Сервас бросил на нее удивленный взгляд. Она повысила голос, что было не в ее привычках.
— Отлично, — кивнул Сервас. — Но по-прежнему самое главное — найти Шаперона, вычислить, где он прячется. Надо также допросить его бывшую жену. Вдруг она что-нибудь знает. Просмотреть все бумаги в его доме. Может быть, найдутся какие-нибудь счета, квитанции об оплате или еще что-нибудь, что приведет к тайнику. У тебя сегодня утром встреча с мадам Шаперон? Иди к ней, а потом — в мэрию.
— Хорошо. Что еще? — сказала д’Юмьер.
— Аспект психологический, — подал голос Пропп. — Я начал составлять точный портрет убийцы, учитывая все элементы, с которыми мы столкнулись на местах преступлений: повешение, сапоги, нагота Гримма и так далее. Но то, о чем повествует дневник, кардинально меняет мои гипотезы. Я должен все пересмотреть.
— Сколько вам на это надо времени?
— Теперь у нас достаточно сведений, чтобы быстро в этом продвинуться. Я представлю свои заключения к понедельнику.
— К понедельнику? Будем надеяться, что убийцы не станут себя утруждать в выходные, — сухо отрезала д’Юмьер, и сарказм в ее голосе заставил психолога покраснеть. — И последнее. Прекрасная работа, Мартен. Я никогда не сомневалась в том, что сделала правильный выбор, назначив вас.
Говоря это, она метнула в Конфьяна свой полицейский взгляд. Тот предпочел рассматривать ногти.
Эсперандье слушал «Many Shades of Black» в исполнении группы «The Raconteurs», когда зазвонил телефон. Услышав голос Марисы, он напряг слух.
— Ты просил сообщать, если вокруг Эрика Ломбара станут происходить занятные вещи?
— В общем, да, — ответил он, хотя помнил, что сформулировал свою просьбу по-другому.
— Может, у меня кое-что и есть. Не знаю, правда, сможет ли это тебе помочь. На первый взгляд ничего общего с твоим делом. Но это произошло совсем недавно и, похоже, уже спровоцировало определенную суматоху.
— Давай излагай.
Рассказ занял солидное время. Эсперандье с трудом понимал, в чем там дело, но уяснил, что речь шла о ста тридцати пяти тысячах долларов, снятых со счета «Ломбар медиа» для телерепортажа, заказанного одной киностудии. Проверка означенной студии показала, что никакого репортажа ей никто не заказывал. По всей видимости, за всем этим крылось расхищение фондов. Эсперандье почувствовал разочарование. Он не был уверен в том, что все понял, не видел, как эта информация сможет ему помочь, однако сделал несколько пометок в блокноте.
— Ну как, это тебе пригодится?
— Не думаю, — ответил он. — Но все равно спасибо.
Атмосфера в институте была наэлектризована. Диана следила за Ксавье все утро, не пропуская ни одного шага, ни единого жеста.

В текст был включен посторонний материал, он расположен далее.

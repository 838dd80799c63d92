// In-Memory Store - Process-local realms, users, workflows and bindings

use async_trait::async_trait;
use chrono::{DateTime, Utc};
use std::collections::{BTreeMap, BTreeSet};
use tokio::sync::RwLock;
use uuid::Uuid;

use crate::error::{WorkflowError, WorkflowResult};
use crate::services::identity::{Realm, RealmRegistry, Resource, UserProvider};
use crate::workflows::model::Workflow;
use crate::workflows::predicate::Predicate;
use crate::workflows::repository::WorkflowRepository;
use crate::workflows::state::{BindingKey, ScheduledStep, WorkflowBinding, WorkflowStateStore};

#[derive(Default)]
struct Inner {
    realms: BTreeMap<Uuid, Realm>,
    users: BTreeMap<Uuid, Resource>,
    groups: BTreeSet<(Uuid, String)>,
    roles: BTreeSet<(Uuid, String)>,
    identity_providers: BTreeSet<(Uuid, String)>,
    workflows: BTreeMap<Uuid, Workflow>,
    bindings: BTreeMap<BindingKey, WorkflowBinding>,
}

impl Inner {
    fn user_mut(&mut self, realm_id: Uuid, user_id: Uuid) -> Option<&mut Resource> {
        self.users.get_mut(&user_id).filter(|u| u.realm_id == realm_id)
    }

    fn pending(&self, realm_id: Uuid, workflow_id: Uuid) -> impl Iterator<Item = &WorkflowBinding> {
        self.bindings
            .values()
            .filter(move |b| b.realm_id == realm_id && b.workflow_id == workflow_id && !b.terminal)
    }

    fn remove_bindings<F>(&mut self, filter: F) -> u64
    where
        F: Fn(&WorkflowBinding) -> bool,
    {
        let before = self.bindings.len();
        self.bindings.retain(|_, b| !filter(b));
        (before - self.bindings.len()) as u64
    }
}

/// Backs every storage seam with one lock. Used in development mode and tests.
#[derive(Default)]
pub struct MemoryStore {
    inner: RwLock<Inner>,
}

impl MemoryStore {
    pub fn new() -> Self {
        Self::default()
    }

    pub async fn add_realm(&self, name: &str) -> Realm {
        let realm = Realm {
            id: Uuid::new_v4(),
            name: name.to_string(),
            enabled: true,
        };
        self.inner.write().await.realms.insert(realm.id, realm.clone());
        realm
    }

    /// Registers the user along with any groups, roles and providers it references
    pub async fn add_user(&self, user: Resource) {
        let mut inner = self.inner.write().await;
        for path in &user.groups {
            inner.groups.insert((user.realm_id, path.clone()));
        }
        for role in &user.roles {
            inner.roles.insert((user.realm_id, role.clone()));
        }
        for alias in &user.identity_providers {
            inner.identity_providers.insert((user.realm_id, alias.clone()));
        }
        inner.users.insert(user.id, user);
    }

    pub async fn add_group(&self, realm_id: Uuid, path: &str) {
        self.inner.write().await.groups.insert((realm_id, path.to_string()));
    }

    pub async fn add_role(&self, realm_id: Uuid, name: &str) {
        self.inner.write().await.roles.insert((realm_id, name.to_string()));
    }

    pub async fn add_identity_provider(&self, realm_id: Uuid, alias: &str) {
        self.inner.write().await.identity_providers.insert((realm_id, alias.to_string()));
    }

    /// Applies `change` to a stored user. Returns false when the user is unknown.
    pub async fn update_user<F>(&self, realm_id: Uuid, user_id: Uuid, change: F) -> bool
    where
        F: FnOnce(&mut Resource),
    {
        match self.inner.write().await.user_mut(realm_id, user_id) {
            Some(user) => {
                change(user);
                true
            }
            None => false,
        }
    }

    /// Drops the realm and its users. Workflows and bindings are left to the engine.
    pub async fn remove_realm(&self, realm_id: Uuid) -> bool {
        let mut inner = self.inner.write().await;
        inner.users.retain(|_, u| u.realm_id != realm_id);
        inner.groups.retain(|(realm, _)| *realm != realm_id);
        inner.roles.retain(|(realm, _)| *realm != realm_id);
        inner.identity_providers.retain(|(realm, _)| *realm != realm_id);
        inner.realms.remove(&realm_id).is_some()
    }

    pub async fn binding_count(&self) -> usize {
        self.inner.read().await.bindings.len()
    }
}

#[async_trait]
impl RealmRegistry for MemoryStore {
    async fn get_realm(&self, realm_id: Uuid) -> WorkflowResult<Option<Realm>> {
        Ok(self.inner.read().await.realms.get(&realm_id).cloned())
    }

    async fn list_realms(&self) -> WorkflowResult<Vec<Realm>> {
        let mut realms: Vec<Realm> = self.inner.read().await.realms.values().cloned().collect();
        realms.sort_by(|a, b| a.name.cmp(&b.name));
        Ok(realms)
    }
}

#[async_trait]
impl UserProvider for MemoryStore {
    async fn find_users(&self, realm_id: Uuid, filter: &Predicate, limit: u32) -> WorkflowResult<Vec<Uuid>> {
        let inner = self.inner.read().await;

        Ok(inner
            .users
            .values()
            .filter(|u| u.realm_id == realm_id)
            .filter(|u| {
                let is_bound = |workflow_id: Uuid| inner.bindings.contains_key(&BindingKey::new(u.id, workflow_id));
                filter.matches(u, &is_bound)
            })
            .map(|u| u.id)
            .take(limit as usize)
            .collect())
    }

    async fn get_user(&self, realm_id: Uuid, user_id: Uuid) -> WorkflowResult<Option<Resource>> {
        Ok(self
            .inner
            .read()
            .await
            .users
            .get(&user_id)
            .filter(|u| u.realm_id == realm_id)
            .cloned())
    }

    async fn group_exists(&self, realm_id: Uuid, path: &str) -> WorkflowResult<bool> {
        Ok(self.inner.read().await.groups.contains(&(realm_id, path.to_string())))
    }

    async fn role_exists(&self, realm_id: Uuid, name: &str) -> WorkflowResult<bool> {
        Ok(self.inner.read().await.roles.contains(&(realm_id, name.to_string())))
    }

    async fn identity_provider_exists(&self, realm_id: Uuid, alias: &str) -> WorkflowResult<bool> {
        Ok(self
            .inner
            .read()
            .await
            .identity_providers
            .contains(&(realm_id, alias.to_string())))
    }

    async fn set_enabled(&self, realm_id: Uuid, user_id: Uuid, enabled: bool) -> WorkflowResult<bool> {
        Ok(self.update_user(realm_id, user_id, |u| u.enabled = enabled).await)
    }

    async fn set_attribute(&self, realm_id: Uuid, user_id: Uuid, name: &str, values: &[String]) -> WorkflowResult<bool> {
        Ok(self
            .update_user(realm_id, user_id, |u| {
                if values.is_empty() {
                    u.attributes.remove(name);
                } else {
                    u.attributes.insert(name.to_string(), values.to_vec());
                }
            })
            .await)
    }

    async fn delete_user(&self, realm_id: Uuid, user_id: Uuid) -> WorkflowResult<bool> {
        let mut inner = self.inner.write().await;
        if inner.user_mut(realm_id, user_id).is_none() {
            return Ok(false);
        }
        inner.users.remove(&user_id);
        Ok(true)
    }
}

#[async_trait]
impl WorkflowRepository for MemoryStore {
    async fn create(&self, workflow: &Workflow) -> WorkflowResult<()> {
        let mut inner = self.inner.write().await;
        if inner
            .workflows
            .values()
            .any(|w| w.realm_id == workflow.realm_id && w.name == workflow.name)
        {
            return Err(WorkflowError::Conflict(format!("workflow '{}' already exists", workflow.name)));
        }
        inner.workflows.insert(workflow.id, workflow.clone());
        Ok(())
    }

    async fn update(&self, workflow: &Workflow) -> WorkflowResult<()> {
        let mut inner = self.inner.write().await;
        if !inner
            .workflows
            .get(&workflow.id)
            .is_some_and(|w| w.realm_id == workflow.realm_id)
        {
            return Err(WorkflowError::NotFound("Workflow".to_string()));
        }
        if inner
            .workflows
            .values()
            .any(|w| w.realm_id == workflow.realm_id && w.name == workflow.name && w.id != workflow.id)
        {
            return Err(WorkflowError::Conflict(format!("workflow '{}' already exists", workflow.name)));
        }
        inner.workflows.insert(workflow.id, workflow.clone());
        Ok(())
    }

    async fn delete(&self, realm_id: Uuid, workflow_id: Uuid) -> WorkflowResult<bool> {
        let mut inner = self.inner.write().await;
        if !inner.workflows.get(&workflow_id).is_some_and(|w| w.realm_id == realm_id) {
            return Ok(false);
        }
        inner.workflows.remove(&workflow_id);
        Ok(true)
    }

    async fn get(&self, realm_id: Uuid, workflow_id: Uuid) -> WorkflowResult<Option<Workflow>> {
        Ok(self
            .inner
            .read()
            .await
            .workflows
            .get(&workflow_id)
            .filter(|w| w.realm_id == realm_id)
            .cloned())
    }

    async fn list(&self, realm_id: Uuid) -> WorkflowResult<Vec<Workflow>> {
        let mut workflows: Vec<Workflow> = self
            .inner
            .read()
            .await
            .workflows
            .values()
            .filter(|w| w.realm_id == realm_id)
            .cloned()
            .collect();
        workflows.sort_by(|a, b| a.name.cmp(&b.name));
        Ok(workflows)
    }

    async fn delete_by_realm(&self, realm_id: Uuid) -> WorkflowResult<Vec<Uuid>> {
        let mut inner = self.inner.write().await;
        let removed: Vec<Uuid> = inner
            .workflows
            .values()
            .filter(|w| w.realm_id == realm_id)
            .map(|w| w.id)
            .collect();
        for id in &removed {
            inner.workflows.remove(id);
        }
        Ok(removed)
    }
}

#[async_trait]
impl WorkflowStateStore for MemoryStore {
    async fn bind(&self, binding: &WorkflowBinding) -> WorkflowResult<bool> {
        let mut inner = self.inner.write().await;
        let key = binding.key();
        if inner.bindings.contains_key(&key) {
            return Ok(false);
        }
        inner.bindings.insert(key, binding.clone());
        Ok(true)
    }

    async fn get(&self, key: BindingKey) -> WorkflowResult<Option<WorkflowBinding>> {
        Ok(self.inner.read().await.bindings.get(&key).cloned())
    }

    async fn find_due(
        &self,
        realm_id: Uuid,
        workflow_id: Uuid,
        now: DateTime<Utc>,
        limit: u32,
    ) -> WorkflowResult<Vec<ScheduledStep>> {
        let inner = self.inner.read().await;
        let mut due: Vec<ScheduledStep> = inner
            .pending(realm_id, workflow_id)
            .filter(|b| b.is_due(now))
            .map(WorkflowBinding::to_scheduled)
            .collect();
        due.sort_by(|a, b| (a.due_at, a.resource_id).cmp(&(b.due_at, b.resource_id)));
        due.truncate(limit as usize);
        Ok(due)
    }

    async fn list_pending(&self, realm_id: Uuid, workflow_id: Uuid) -> WorkflowResult<Vec<ScheduledStep>> {
        let inner = self.inner.read().await;
        let mut pending: Vec<ScheduledStep> = inner
            .pending(realm_id, workflow_id)
            .map(WorkflowBinding::to_scheduled)
            .collect();
        pending.sort_by(|a, b| (a.due_at, a.resource_id).cmp(&(b.due_at, b.resource_id)));
        Ok(pending)
    }

    async fn claim(
        &self,
        key: BindingKey,
        expected_position: usize,
        expected_due: DateTime<Utc>,
        now: DateTime<Utc>,
        lease_until: DateTime<Utc>,
    ) -> WorkflowResult<bool> {
        let mut inner = self.inner.write().await;
        match inner.bindings.get_mut(&key) {
            Some(binding)
                if binding.is_due(now)
                    && binding.position == expected_position
                    && binding.scheduled_at == expected_due =>
            {
                binding.scheduled_at = lease_until;
                Ok(true)
            }
            _ => Ok(false),
        }
    }

    async fn advance(
        &self,
        key: BindingKey,
        from_position: usize,
        to_position: usize,
        due: DateTime<Utc>,
        terminal: bool,
    ) -> WorkflowResult<bool> {
        let mut inner = self.inner.write().await;
        match inner.bindings.get_mut(&key) {
            Some(binding) if binding.position == from_position => {
                binding.position = to_position;
                binding.scheduled_at = due;
                binding.terminal = terminal;
                Ok(true)
            }
            _ => Ok(false),
        }
    }

    async fn reschedule(&self, key: BindingKey, due: DateTime<Utc>) -> WorkflowResult<bool> {
        let mut inner = self.inner.write().await;
        match inner.bindings.get_mut(&key) {
            Some(binding) if !binding.terminal => {
                binding.scheduled_at = due;
                Ok(true)
            }
            _ => Ok(false),
        }
    }

    async fn delete(&self, key: BindingKey) -> WorkflowResult<bool> {
        Ok(self.inner.write().await.bindings.remove(&key).is_some())
    }

    async fn delete_by_resource(&self, realm_id: Uuid, resource_id: Uuid) -> WorkflowResult<u64> {
        Ok(self
            .inner
            .write()
            .await
            .remove_bindings(|b| b.realm_id == realm_id && b.resource_id == resource_id))
    }

    async fn delete_by_workflow(&self, realm_id: Uuid, workflow_id: Uuid) -> WorkflowResult<u64> {
        Ok(self
            .inner
            .write()
            .await
            .remove_bindings(|b| b.realm_id == realm_id && b.workflow_id == workflow_id))
    }

    async fn delete_by_realm(&self, realm_id: Uuid) -> WorkflowResult<u64> {
        Ok(self.inner.write().await.remove_bindings(|b| b.realm_id == realm_id))
    }
}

Он выглядел беспокойным и напряженным, словно находился на грани нервного срыва. Несколько раз взгляды их встретились. Доктор знал… Точнее, он знал, что она знает. Хотя, может быть, это только ее иллюзии. Проекция, перенос смысла. Эти понятия ей были хорошо известны.
Уведомить полицию или нет? Все утро ее мучила эта мысль.

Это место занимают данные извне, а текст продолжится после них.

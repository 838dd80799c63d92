use std::sync::Arc;
use tracing::{info, warn};
use tracing_subscriber::{layer::SubscriberExt, util::SubscriberInitExt, EnvFilter};

use steward_backend::config::{Config, StorageBackend};
use steward_backend::jobs::CronTaskScheduler;
use steward_backend::services::{ChannelNotifier, EmailService, Notifier, RealmRegistry, UserProvider, WebhookNotifier};
use steward_backend::store::{MemoryStore, PostgresStore};
use steward_backend::workflows::{
    event_channel, EngineServices, SystemClock, WorkflowEngine, WorkflowExecutor, WorkflowRepository,
    WorkflowStateStore,
};
use steward_backend::{database, handlers, AppState};

const EVENT_BUFFER: usize = 1024;

struct Storage {
    repository: Arc<dyn WorkflowRepository>,
    state: Arc<dyn WorkflowStateStore>,
    realms: Arc<dyn RealmRegistry>,
    users: Arc<dyn UserProvider>,
}

impl Storage {
    fn from_store<S>(store: Arc<S>) -> Self
    where
        S: WorkflowRepository + WorkflowStateStore + RealmRegistry + UserProvider + 'static,
    {
        Self {
            repository: store.clone(),
            state: store.clone(),
            realms: store.clone(),
            users: store,
        }
    }
}

#[tokio::main]
async fn main() -> anyhow::Result<()> {
    dotenv::dotenv().ok();

    tracing_subscriber::registry()
        .with(EnvFilter::try_from_default_env().unwrap_or_else(|_| EnvFilter::new("info")))
        .with(tracing_subscriber::fmt::layer())
        .init();

    let config = Config::from_env()?;

    let (db_pool, storage) = match config.storage {
        StorageBackend::Postgres => {
            let pool = database::create_pool(&config.database_url).await?;
            database::migrate(&pool).await?;
            (Some(pool.clone()), Storage::from_store(Arc::new(PostgresStore::new(pool))))
        }
        StorageBackend::Memory => {
            warn!("Using in-memory storage; workflows and bindings are lost on restart");
            (None, Storage::from_store(Arc::new(MemoryStore::new())))
        }
    };

    let email: Option<Arc<dyn Notifier>> = match &config.smtp {
        Some(smtp) if smtp.is_configured() => Some(Arc::new(EmailService::new(smtp)?)),
        _ => {
            info!("SMTP not configured; email notifications will be logged");
            None
        }
    };
    let webhook = Arc::new(WebhookNotifier::new(config.workflow.task_timeout())?);
    let notifier = Arc::new(ChannelNotifier::new(email, webhook));

    let scheduler = Arc::new(CronTaskScheduler::new().await?);

    let executor = WorkflowExecutor::new(
        config.workflow.execution_mode,
        config.workflow.max_concurrent_steps,
        config.workflow.task_timeout(),
    );
    let engine = WorkflowEngine::new(
        EngineServices {
            repository: storage.repository,
            state: storage.state,
            realms: storage.realms,
            users: storage.users,
            notifier,
            scheduler: scheduler.clone(),
            clock: Arc::new(SystemClock),
        },
        config.workflow.engine_config(),
        executor,
    );

    let (publisher, events) = event_channel(EVENT_BUFFER);
    engine.start(events).await?;
    scheduler.start().await?;

    let app = handlers::router(Arc::new(AppState {
        engine: engine.clone(),
        db_pool,
        events: Some(publisher),
    }));

    let listener = tokio::net::TcpListener::bind(&config.server_addr).await?;
    info!("Server running on {}", config.server_addr);

    axum::serve(listener, app)
        .with_graceful_shutdown(shutdown_signal())
        .await?;

    info!("Shutting down");
    engine.stop().await;
    scheduler.shutdown().await?;
    engine.drain().await;

    Ok(())
}

async fn shutdown_signal() {
    if let Err(e) = tokio::signal::ctrl_c().await {
        warn!("Failed to listen for shutdown signal: {}", e);
    }
}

У Дианы не было уверенности в том, что полиция тоже усмотрит прямую связь между заказом медикаментов и гибелью коня. Она спросила у Алекса, у кого из сотрудников института были животные, и он очень удивился. Нет, ни у кого. Ей вспомнилось, что в тот день, когда убили коня и отрезали ему голову, Диана все утро провела рядом с Ксавье. Это был ее первый день в институте. Доктор вовсе не смотрелся как человек, проведший бессонную ночь на морозе, затаскивая на двухкилометровую высоту лошадиную тушу. Наоборот, он выглядел свежим и отдохнувшим, просто излучал свое невыносимое высокомерие.

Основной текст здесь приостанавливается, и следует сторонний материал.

// Identity Collaborators - Realm registry and user store seams used by the engine

use async_trait::async_trait;
use chrono::{DateTime, Utc};
use std::collections::HashMap;
use uuid::Uuid;

use crate::error::WorkflowResult;
use crate::workflows::model::ResourceType;
use crate::workflows::predicate::Predicate;

#[derive(Debug, Clone, PartialEq)]
pub struct Realm {
    pub id: Uuid,
    pub name: String,
    pub enabled: bool,
}

/// A user account as the engine sees it
#[derive(Debug, Clone, PartialEq)]
pub struct Resource {
    pub id: Uuid,
    pub realm_id: Uuid,
    pub resource_type: ResourceType,
    pub username: String,
    pub email: Option<String>,
    pub enabled: bool,
    pub attributes: HashMap<String, Vec<String>>,
    /// Full group paths, e.g. `/staff/contractors`
    pub groups: Vec<String>,
    pub roles: Vec<String>,
    /// Aliases of linked identity providers
    pub identity_providers: Vec<String>,
    pub created_at: DateTime<Utc>,
}

impl Resource {
    pub fn first_attribute(&self, name: &str) -> Option<&str> {
        self.attributes
            .get(name)
            .and_then(|values| values.first())
            .map(String::as_str)
    }
}

#[cfg_attr(test, mockall::automock)]
#[async_trait]
pub trait RealmRegistry: Send + Sync {
    async fn get_realm(&self, realm_id: Uuid) -> WorkflowResult<Option<Realm>>;
    async fn list_realms(&self) -> WorkflowResult<Vec<Realm>>;
}

/// User store. Mutations return `false` when the user no longer exists.
#[cfg_attr(test, mockall::automock)]
#[async_trait]
pub trait UserProvider: Send + Sync {
    /// Ids of users in the realm matching `filter`, ascending, at most `limit`
    async fn find_users(&self, realm_id: Uuid, filter: &Predicate, limit: u32) -> WorkflowResult<Vec<Uuid>>;
    async fn get_user(&self, realm_id: Uuid, user_id: Uuid) -> WorkflowResult<Option<Resource>>;

    async fn group_exists(&self, realm_id: Uuid, path: &str) -> WorkflowResult<bool>;
    async fn role_exists(&self, realm_id: Uuid, name: &str) -> WorkflowResult<bool>;
    async fn identity_provider_exists(&self, realm_id: Uuid, alias: &str) -> WorkflowResult<bool>;

    async fn set_enabled(&self, realm_id: Uuid, user_id: Uuid, enabled: bool) -> WorkflowResult<bool>;
    /// Replaces all values of the attribute
    async fn set_attribute(&self, realm_id: Uuid, user_id: Uuid, name: &str, values: &[String]) -> WorkflowResult<bool>;
    async fn delete_user(&self, realm_id: Uuid, user_id: Uuid) -> WorkflowResult<bool>;
}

Никаких следов ни усталости, ни стресса…
Может, она поторопилась со своими заключениями и все дело в необычной атмосфере, царящей в институте? Тут ведь действительно недалеко до паранойи. Как бы ей не оказаться в дурацком и смешном положении, если она обратится в полицию, а потом выяснится настоящее назначение этих медикаментов. Тогда Диана окончательно потеряет доверие Ксавье и сотрудников института, не говоря уже о репутации по возвращении в Женеву.